1. Collecte des cellules transfectées : Après introduction de l’ADN, les cellules sont laissées 24-48 heures pour exprimer le gène.
2. Traitement à l’antibiotique : Pour la transfection stable, un antibiotique est ajouté pour sélectionner les cellules qui ont intégré le gène.
3. Résultats de la sélection :
   
   • Certaines cellules ne portent pas le gène et meurent.
   • D’autres expriment le gène avec des niveaux variables (population polyclonale).
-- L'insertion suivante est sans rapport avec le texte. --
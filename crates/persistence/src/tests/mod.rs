// Copyright (C) 2026 Fred Clausen
// Use of this source code is governed by an MIT-style
// license that can be found in the LICENSE file or at
// https://opensource.org/licenses/MIT.

#![allow(clippy::expect_used, clippy::unwrap_used)]

mod account_tests;
mod payroll_tests;

use crate::Persistence;

/// Creates an isolated in-memory persistence adapter for a test.
pub fn setup() -> Persistence {
    Persistence::new_in_memory().expect("Failed to create in-memory persistence")
}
4. Isolation de clones monoclonaux : Pour obtenir une population homogène, on effectue une dilution limite afin d’isoler des clones cellulaires uniques exprimant le gène à un niveau stable et uniforme.

En résumé

• La transfection transitoire est rapide mais temporaire, sans intégration dans le génome.
• La transfection stable nécessite une étape de sélection et donne une expression permanente du gène.
• Le choix entre les deux dépend de l’objectif expérimental (court terme vs long terme) et de la nécessité d’une expression stable.